Medical Students Meet Hospice Upwards Close
Thursday, October 11, 2018
Photo past times Gabe Souza, Portland Press Herald |
McVan as well as Farrell are amidst iv students inward UNE’s College of Osteopathic Medicine inward Biddeford who, at their ain request, spent recent weekends living as well as working at the dwelling identify for terminally sick patients. The airplane pilot Hospice Immersion Project provided unique exposure to end-of-life aid inward a acre whose medical schools are giving brusque shrift or largely ignoring a growing need for preparation inward long-term, palliative as well as hospice care. It besides was an intense introduction to the realities of dying as well as decease for students on the cusp of becoming physicians.

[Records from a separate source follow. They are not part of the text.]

//! JetStream subscriber with bounded concurrent dispatch

use crate::{
    client::NatsClient,
    message::CloudEvent,
    metrics,
    types::Disposition,
    Error, Result,
};
use async_nats::jetstream::{self, consumer};
use async_trait::async_trait;
use futures::StreamExt;
use serde::{Deserialize, Serialize};
use std::sync::Arc;
use std::time::{Duration, Instant};
use tokio::sync::Semaphore;
use tokio_util::sync::CancellationToken;
use tracing::{debug, error, info, warn};

/// Message handler trait
#[async_trait]
pub trait MessageHandler: Send + Sync {
    /// Handle one event and decide how the broker should settle it.
    ///
    /// `cancel` fires on shutdown; handlers should abort in-flight work and
    /// return [`Disposition::Nak`] so the event is redelivered.
    async fn handle(&self, event: CloudEvent, cancel: CancellationToken) -> Disposition;
}

/// Subscriber configuration
#[derive(Debug, Clone, Serialize, Deserialize)]
pub struct SubscriberConfig {
    /// Stream holding inbound events
    pub stream_name: String,

    /// Subjects captured by the stream
    pub stream_subjects: Vec<String>,

    /// Subject filter for the consumer
    pub filter_subject: String,

    /// Durable consumer name
    pub durable_name: String,

    /// Max messages processed concurrently
    pub max_concurrent: usize,

    /// Acknowledgment wait time in seconds
    pub ack_wait_secs: u64,

    /// Max delivery attempts
    pub max_deliver: i64,
}

impl Default for SubscriberConfig {
    fn default() -> Self {
        Self {
            stream_name: "PAYMENTS".to_string(),
            stream_subjects: vec!["payments.>".to_string()],
            filter_subject: "payments.created".to_string(),
            durable_name: "fraud-scoring".to_string(),
            max_concurrent: 16,
            ack_wait_secs: 30,
            max_deliver: 5,
        }
    }
}

/// Event subscriber
pub struct Subscriber {
    client: Arc<NatsClient>,
    config: SubscriberConfig,
}

impl Subscriber {
    /// Create new subscriber
    pub fn new(client: Arc<NatsClient>, config: SubscriberConfig) -> Self {
        Self { client, config }
    }

    /// Consume until `cancel` fires, then wait for in-flight messages
    pub async fn run<H>(&self, handler: Arc<H>, cancel: CancellationToken) -> Result<()>
    where
        H: MessageHandler + 'static,
    {
        let consumer = self.consumer().await?;

        let mut messages = consumer
            .messages()
            .await
            .map_err(|e| Error::Subscribe(e.to_string()))?;

        let max_concurrent = self.config.max_concurrent.max(1);
        let permits = Arc::new(Semaphore::new(max_concurrent));

        info!(
            stream = %self.config.stream_name,
            consumer = %self.config.durable_name,
            filter = %self.config.filter_subject,
            max_concurrent,
            "Subscriber started"
        );

        loop {
            let next = tokio::select! {
                biased;
                _ = cancel.cancelled() => break,
                next = messages.next() => next,
            };

            let msg = match next {
                Some(Ok(msg)) => msg,
                Some(Err(e)) => {
                    warn!(error = %e, "Error receiving message");
                    continue;
                }
                None => {
                    warn!("Message stream closed");
                    break;
                }
            };

            let permit = tokio::select! {
                biased;
                _ = cancel.cancelled() => {
                    // Not processed; leave it for redelivery
                    settle(&msg, Disposition::Nak).await;
                    break;
                }
                permit = permits.clone().acquire_owned() => match permit {
                    Ok(permit) => permit,
                    Err(_) => break,
                },
            };

            let handler = handler.clone();
            let cancel = cancel.clone();
            tokio::spawn(async move {
                process(msg, handler.as_ref(), cancel).await;
                drop(permit);
            });
        }

        info!("Subscriber draining in-flight messages");
        // Every permit back means every spawned task finished
        let _ = permits.acquire_many(max_concurrent as u32).await;
        info!("Subscriber stopped");

        Ok(())
    }

    async fn consumer(&self) -> Result<consumer::PullConsumer> {
        let stream = self
            .client
            .get_or_create_stream(&self.config.stream_name, self.config.stream_subjects.clone())
            .await?;

        let consumer = match stream.get_consumer(&self.config.durable_name).await {
            Ok(consumer) => consumer,
            Err(_) => {
                info!("Creating durable consumer {}", self.config.durable_name);
                stream
                    .create_consumer(consumer::pull::Config {
                        durable_name: Some(self.config.durable_name.clone()),
                        filter_subject: self.config.filter_subject.clone(),
                        ack_policy: consumer::AckPolicy::Explicit,
                        ack_wait: Duration::from_secs(self.config.ack_wait_secs),
                        max_deliver: self.config.max_deliver,
                        deliver_policy: consumer::DeliverPolicy::All,
                        ..Default::default()
                    })
                    .await
                    .map_err(|e| Error::JetStream(e.to_string()))?
            }
        };

        Ok(consumer)
    }
}

/// Parse, dispatch and settle one message
async fn process<H>(msg: jetstream::Message, handler: &H, cancel: CancellationToken)
where
    H: MessageHandler + ?Sized,
{
    let start = Instant::now();
    let subject = msg.subject.to_string();

    let (disposition, status) = match CloudEvent::from_bytes(&msg.payload) {
        Ok(event) => {
            debug!(subject = %subject, event_id = %event.id, event_type = %event.event_type, "Event received");
            let disposition = handler.handle(event, cancel).await;
            (disposition, disposition.as_str())
        }
        Err(e) => {
            error!(subject = %subject, error = %e, "Failed to parse event");
            // Redelivery cannot fix a malformed envelope
            (Disposition::Term, "parse_error")
        }
    };

    settle(&msg, disposition).await;

    metrics::record_receive(&subject, status, start.elapsed());
}

async fn settle(msg: &jetstream::Message, disposition: Disposition) {
    let result = match disposition {
        Disposition::Ack => msg.ack().await,
        Disposition::Nak => msg.ack_with(jetstream::AckKind::Nak(None)).await,
        Disposition::Term => msg.ack_with(jetstream::AckKind::Term).await,
    };

    if let Err(e) = result {
        error!(disposition = disposition.as_str(), error = %e, "Failed to settle message");
    }
}

#[cfg(test)]
mod tests {
    use super::*;

    #[test]
    fn test_subscriber_config_default() {
        let config = SubscriberConfig::default();
        assert_eq!(config.durable_name, "fraud-scoring");
        assert_eq!(config.max_deliver, 5);
        assert_eq!(config.max_concurrent, 16);
        assert_eq!(config.ack_wait_secs, 30);
    }

    #[test]
    fn test_config_from_json() {
        let config: SubscriberConfig = serde_json::from_str(
            r#"{"stream_name":"CHECKOUT","stream_subjects":["checkout.>"],
                "filter_subject":"checkout.payments","durable_name":"scorer",
                "max_concurrent":4,"ack_wait_secs":10,"max_deliver":2}"#,
        )
        .unwrap();

        assert_eq!(config.stream_subjects, vec!["checkout.>"]);
        assert_eq!(config.max_concurrent, 4);
    }
}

Admitted inward pairs, the second-year med students spent 2 days learning from hospice staff as well as helping to aid for patients as well as their families. They stayed inward suites where people had died as well as their loved ones mourned. They followed nurses as well as physicians on their rounds as well as journaled near what they saw as well as heard. They got to know patients as well as their families as well as learned what it takes to aid for people inward their concluding hours.
There were merely about surprises:
“I was surprised how uplifting it was,” Gaul said. “Of class it was sad, witnessing the loss of each patient, but it besides was a celebration of each patient’s life. The communication as well as the unloose energy that each nurse as well as medico brought to each patient was amazing. It was beautiful to see.”
The students as well as thence reported dorsum on their experiences to their classmates:
Farrell urged her classmates to last compassionate but honest amongst their patients when dealing amongst issues related to decease as well as dying. And to covert as well as promote hospice aid every bit a agency of experiencing decease every bit a natural locomote of life.
“We don’t get got a selection inward this,” Farrell said. “We get got to get got these conversations. We every bit physicians can’t act out of fear.”